ACTIVITY
Retype, word for word, every line of the records below starting at the one that contains "if let Some(custom)" and ending at the one that contains "pub fn ensure_dir(path: &Path)"; include both of those lines and nothing more.

═════ DATA RECORDS

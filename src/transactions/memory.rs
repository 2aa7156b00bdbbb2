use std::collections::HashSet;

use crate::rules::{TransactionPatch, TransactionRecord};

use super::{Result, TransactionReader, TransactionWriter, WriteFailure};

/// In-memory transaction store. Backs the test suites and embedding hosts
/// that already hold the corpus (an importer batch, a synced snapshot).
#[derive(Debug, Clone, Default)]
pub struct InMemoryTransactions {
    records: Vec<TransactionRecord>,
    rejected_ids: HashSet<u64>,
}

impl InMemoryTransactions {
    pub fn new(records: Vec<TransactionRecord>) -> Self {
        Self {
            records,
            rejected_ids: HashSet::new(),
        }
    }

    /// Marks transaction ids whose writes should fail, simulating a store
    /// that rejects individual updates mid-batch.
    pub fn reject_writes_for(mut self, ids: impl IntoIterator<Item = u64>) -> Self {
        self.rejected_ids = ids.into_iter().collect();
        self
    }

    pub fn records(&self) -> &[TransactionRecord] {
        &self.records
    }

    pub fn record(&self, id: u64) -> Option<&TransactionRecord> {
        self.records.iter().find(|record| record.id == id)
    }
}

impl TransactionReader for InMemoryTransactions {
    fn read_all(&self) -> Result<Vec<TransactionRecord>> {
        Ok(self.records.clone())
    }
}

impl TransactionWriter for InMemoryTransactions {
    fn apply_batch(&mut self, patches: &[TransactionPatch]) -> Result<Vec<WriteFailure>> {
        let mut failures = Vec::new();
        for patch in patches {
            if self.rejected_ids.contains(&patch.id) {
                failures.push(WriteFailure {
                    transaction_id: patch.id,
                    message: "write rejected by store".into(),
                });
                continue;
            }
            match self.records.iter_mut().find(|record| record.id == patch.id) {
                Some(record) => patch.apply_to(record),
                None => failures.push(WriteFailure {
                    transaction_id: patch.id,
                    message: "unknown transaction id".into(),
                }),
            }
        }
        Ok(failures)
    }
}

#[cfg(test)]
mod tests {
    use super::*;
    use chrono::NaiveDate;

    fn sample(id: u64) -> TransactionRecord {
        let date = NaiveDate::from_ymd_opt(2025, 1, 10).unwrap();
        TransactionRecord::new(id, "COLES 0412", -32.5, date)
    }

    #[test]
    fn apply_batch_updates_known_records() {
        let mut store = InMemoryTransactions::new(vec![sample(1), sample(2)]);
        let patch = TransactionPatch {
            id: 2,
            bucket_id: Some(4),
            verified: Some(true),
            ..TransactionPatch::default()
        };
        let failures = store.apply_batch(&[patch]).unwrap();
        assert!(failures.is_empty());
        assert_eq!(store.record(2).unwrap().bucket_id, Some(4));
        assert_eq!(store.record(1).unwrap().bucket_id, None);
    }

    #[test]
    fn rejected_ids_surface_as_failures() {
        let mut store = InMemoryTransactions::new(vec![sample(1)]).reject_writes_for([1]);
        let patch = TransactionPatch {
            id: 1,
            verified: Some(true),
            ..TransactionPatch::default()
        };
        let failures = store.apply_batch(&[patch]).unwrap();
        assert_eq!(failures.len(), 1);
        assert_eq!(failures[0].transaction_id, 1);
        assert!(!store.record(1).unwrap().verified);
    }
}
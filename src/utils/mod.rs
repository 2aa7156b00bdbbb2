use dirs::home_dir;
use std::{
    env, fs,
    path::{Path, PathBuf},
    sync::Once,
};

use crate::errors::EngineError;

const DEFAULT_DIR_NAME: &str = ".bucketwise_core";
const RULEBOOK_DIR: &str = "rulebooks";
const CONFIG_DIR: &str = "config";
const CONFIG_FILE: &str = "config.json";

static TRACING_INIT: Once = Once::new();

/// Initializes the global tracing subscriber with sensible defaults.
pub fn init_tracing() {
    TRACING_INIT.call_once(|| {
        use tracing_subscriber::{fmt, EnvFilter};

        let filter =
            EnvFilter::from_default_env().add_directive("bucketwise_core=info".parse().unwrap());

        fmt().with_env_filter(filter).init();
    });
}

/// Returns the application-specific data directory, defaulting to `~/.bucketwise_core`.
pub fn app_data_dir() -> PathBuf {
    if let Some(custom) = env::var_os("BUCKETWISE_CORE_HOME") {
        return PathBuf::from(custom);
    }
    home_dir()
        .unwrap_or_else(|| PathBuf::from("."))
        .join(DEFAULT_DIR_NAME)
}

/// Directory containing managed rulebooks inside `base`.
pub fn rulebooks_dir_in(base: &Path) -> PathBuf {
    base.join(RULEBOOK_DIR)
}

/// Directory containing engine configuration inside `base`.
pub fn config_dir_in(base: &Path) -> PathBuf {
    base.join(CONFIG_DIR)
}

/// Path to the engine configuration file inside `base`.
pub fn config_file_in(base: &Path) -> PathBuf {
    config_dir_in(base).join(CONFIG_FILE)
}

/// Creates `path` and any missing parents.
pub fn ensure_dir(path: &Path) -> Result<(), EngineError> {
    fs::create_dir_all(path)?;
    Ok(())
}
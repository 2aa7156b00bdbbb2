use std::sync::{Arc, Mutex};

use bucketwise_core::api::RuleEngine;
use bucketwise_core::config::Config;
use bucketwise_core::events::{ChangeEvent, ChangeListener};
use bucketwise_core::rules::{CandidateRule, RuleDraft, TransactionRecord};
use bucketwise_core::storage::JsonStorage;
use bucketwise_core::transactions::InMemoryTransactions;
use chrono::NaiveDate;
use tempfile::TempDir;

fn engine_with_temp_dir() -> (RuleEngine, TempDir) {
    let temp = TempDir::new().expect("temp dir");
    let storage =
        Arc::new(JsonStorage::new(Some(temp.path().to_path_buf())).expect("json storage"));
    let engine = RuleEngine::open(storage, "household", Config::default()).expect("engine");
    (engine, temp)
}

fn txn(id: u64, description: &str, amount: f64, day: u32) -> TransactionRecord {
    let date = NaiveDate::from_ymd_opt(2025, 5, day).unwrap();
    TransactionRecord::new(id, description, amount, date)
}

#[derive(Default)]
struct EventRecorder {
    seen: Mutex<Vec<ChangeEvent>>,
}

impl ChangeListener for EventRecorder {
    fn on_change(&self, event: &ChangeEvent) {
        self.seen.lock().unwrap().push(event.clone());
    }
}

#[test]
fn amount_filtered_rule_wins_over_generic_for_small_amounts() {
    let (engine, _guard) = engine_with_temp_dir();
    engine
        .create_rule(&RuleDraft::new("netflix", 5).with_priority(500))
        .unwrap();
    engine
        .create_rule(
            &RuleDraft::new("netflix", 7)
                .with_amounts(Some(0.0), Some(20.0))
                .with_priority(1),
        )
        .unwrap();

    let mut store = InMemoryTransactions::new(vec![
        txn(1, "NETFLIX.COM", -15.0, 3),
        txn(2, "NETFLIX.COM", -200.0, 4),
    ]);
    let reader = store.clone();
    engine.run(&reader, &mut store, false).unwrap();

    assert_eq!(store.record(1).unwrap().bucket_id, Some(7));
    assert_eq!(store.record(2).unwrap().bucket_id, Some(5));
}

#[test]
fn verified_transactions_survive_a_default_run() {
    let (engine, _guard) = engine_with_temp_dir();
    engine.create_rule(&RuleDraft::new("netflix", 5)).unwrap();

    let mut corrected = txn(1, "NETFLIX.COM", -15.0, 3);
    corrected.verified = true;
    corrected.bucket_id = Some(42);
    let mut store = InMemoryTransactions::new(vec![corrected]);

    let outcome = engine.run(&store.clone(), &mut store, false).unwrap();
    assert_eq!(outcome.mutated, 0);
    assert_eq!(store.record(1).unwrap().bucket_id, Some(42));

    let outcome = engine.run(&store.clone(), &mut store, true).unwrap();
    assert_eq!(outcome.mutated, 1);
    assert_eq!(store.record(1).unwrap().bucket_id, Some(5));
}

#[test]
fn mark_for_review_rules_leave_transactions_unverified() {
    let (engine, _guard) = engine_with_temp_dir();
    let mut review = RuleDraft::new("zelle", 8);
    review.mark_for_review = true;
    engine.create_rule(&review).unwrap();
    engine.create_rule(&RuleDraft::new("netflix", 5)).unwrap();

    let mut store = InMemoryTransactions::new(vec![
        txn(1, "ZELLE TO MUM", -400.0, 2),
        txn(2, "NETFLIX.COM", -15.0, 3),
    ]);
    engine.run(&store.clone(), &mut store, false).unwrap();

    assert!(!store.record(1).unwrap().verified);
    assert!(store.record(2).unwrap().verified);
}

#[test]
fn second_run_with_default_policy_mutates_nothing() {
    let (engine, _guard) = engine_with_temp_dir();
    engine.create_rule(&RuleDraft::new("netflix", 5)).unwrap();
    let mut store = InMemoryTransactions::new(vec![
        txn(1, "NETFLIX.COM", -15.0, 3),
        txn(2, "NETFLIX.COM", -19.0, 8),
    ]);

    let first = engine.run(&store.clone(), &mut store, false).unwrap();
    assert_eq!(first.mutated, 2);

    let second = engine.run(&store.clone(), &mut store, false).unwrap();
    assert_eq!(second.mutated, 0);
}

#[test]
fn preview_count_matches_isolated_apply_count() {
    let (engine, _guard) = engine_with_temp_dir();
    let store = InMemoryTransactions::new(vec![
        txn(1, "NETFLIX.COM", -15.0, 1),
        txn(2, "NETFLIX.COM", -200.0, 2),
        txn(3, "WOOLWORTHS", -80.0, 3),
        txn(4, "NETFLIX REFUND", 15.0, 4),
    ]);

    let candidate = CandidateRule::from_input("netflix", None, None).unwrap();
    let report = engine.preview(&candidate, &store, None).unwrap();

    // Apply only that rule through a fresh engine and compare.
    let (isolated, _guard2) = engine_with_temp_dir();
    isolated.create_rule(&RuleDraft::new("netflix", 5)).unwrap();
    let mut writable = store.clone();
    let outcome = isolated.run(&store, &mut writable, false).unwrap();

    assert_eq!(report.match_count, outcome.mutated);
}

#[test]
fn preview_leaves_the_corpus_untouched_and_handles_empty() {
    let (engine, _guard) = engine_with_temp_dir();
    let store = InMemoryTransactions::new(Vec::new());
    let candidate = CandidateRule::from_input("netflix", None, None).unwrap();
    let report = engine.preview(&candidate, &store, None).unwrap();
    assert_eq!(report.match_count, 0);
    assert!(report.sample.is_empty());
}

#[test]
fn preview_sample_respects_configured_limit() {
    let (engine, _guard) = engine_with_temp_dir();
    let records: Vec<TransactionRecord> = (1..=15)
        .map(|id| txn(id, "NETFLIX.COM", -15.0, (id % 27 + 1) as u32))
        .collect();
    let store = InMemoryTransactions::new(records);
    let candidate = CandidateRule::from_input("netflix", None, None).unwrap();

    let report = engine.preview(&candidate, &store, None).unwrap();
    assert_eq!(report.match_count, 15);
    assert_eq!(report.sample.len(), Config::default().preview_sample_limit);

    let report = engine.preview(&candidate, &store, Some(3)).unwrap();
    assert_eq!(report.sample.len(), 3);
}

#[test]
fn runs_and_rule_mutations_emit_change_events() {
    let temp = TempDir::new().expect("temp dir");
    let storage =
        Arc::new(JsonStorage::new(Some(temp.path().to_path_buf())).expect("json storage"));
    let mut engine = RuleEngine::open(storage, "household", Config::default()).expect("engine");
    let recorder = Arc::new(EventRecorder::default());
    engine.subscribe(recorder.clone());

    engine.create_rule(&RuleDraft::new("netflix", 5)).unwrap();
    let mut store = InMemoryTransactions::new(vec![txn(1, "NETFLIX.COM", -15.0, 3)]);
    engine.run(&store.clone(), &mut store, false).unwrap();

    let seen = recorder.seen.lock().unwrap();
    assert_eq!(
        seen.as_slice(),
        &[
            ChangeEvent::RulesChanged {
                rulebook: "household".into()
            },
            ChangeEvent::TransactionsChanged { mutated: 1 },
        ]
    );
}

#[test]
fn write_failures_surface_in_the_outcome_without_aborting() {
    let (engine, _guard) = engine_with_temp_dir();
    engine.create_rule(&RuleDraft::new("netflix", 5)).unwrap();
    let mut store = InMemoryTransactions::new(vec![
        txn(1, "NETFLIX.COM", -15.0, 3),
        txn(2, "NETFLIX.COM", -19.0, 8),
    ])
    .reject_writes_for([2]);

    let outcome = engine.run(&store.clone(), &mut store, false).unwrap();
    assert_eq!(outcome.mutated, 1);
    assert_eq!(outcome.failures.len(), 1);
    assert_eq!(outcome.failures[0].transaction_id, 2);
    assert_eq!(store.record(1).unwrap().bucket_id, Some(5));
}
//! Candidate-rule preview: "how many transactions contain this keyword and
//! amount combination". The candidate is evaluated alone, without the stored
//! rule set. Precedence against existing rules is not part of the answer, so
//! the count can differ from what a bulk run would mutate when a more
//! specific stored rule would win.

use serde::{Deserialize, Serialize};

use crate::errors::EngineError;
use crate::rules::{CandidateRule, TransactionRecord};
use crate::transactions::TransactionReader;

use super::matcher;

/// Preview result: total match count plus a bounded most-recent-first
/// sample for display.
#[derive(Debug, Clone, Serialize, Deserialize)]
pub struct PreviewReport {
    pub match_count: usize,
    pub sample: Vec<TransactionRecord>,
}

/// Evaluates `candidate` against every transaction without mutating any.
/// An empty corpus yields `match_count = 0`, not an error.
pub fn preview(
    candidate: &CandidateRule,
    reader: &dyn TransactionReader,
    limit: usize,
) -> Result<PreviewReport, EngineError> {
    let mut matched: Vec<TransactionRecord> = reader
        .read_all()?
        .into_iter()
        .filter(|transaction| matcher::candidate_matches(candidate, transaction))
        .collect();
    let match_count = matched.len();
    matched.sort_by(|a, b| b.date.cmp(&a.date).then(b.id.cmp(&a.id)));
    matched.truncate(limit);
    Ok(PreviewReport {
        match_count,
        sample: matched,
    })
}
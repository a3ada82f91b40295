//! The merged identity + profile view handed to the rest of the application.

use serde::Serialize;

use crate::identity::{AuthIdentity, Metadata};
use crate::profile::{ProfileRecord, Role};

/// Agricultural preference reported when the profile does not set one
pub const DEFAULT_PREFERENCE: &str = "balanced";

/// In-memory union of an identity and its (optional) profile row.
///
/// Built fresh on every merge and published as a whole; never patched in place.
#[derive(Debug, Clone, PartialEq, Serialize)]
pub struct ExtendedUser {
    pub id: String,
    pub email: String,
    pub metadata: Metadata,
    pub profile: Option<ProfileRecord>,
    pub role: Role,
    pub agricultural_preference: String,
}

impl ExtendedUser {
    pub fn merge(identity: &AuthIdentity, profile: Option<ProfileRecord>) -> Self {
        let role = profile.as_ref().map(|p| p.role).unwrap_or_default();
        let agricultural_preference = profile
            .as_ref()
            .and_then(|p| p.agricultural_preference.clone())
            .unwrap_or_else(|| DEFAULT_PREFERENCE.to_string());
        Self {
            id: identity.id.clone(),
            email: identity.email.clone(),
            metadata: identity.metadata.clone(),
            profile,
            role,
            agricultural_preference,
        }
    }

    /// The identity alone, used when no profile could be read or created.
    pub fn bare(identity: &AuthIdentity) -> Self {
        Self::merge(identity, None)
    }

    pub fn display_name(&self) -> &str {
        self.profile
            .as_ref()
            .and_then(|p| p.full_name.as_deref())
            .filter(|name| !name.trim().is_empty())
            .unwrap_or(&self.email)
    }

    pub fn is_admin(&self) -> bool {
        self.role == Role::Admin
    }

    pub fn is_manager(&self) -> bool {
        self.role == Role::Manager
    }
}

══════════

RESPONSE TO THE EXERCISE
    if let Some(custom) = env::var_os("BUCKETWISE_CORE_HOME") {
        return PathBuf::from(custom);
    }
    home_dir()
        .unwrap_or_else(|| PathBuf::from("."))
        .join(DEFAULT_DIR_NAME)
}

/// Directory containing managed rulebooks inside `base`.
pub fn rulebooks_dir_in(base: &Path) -> PathBuf {
    base.join(RULEBOOK_DIR)
}

/// Directory containing engine configuration inside `base`.
pub fn config_dir_in(base: &Path) -> PathBuf {
    base.join(CONFIG_DIR)
}

/// Path to the engine configuration file inside `base`.
pub fn config_file_in(base: &Path) -> PathBuf {
    config_dir_in(base).join(CONFIG_FILE)
}

/// Creates `path` and any missing parents.
pub fn ensure_dir(path: &Path) -> Result<(), EngineError> {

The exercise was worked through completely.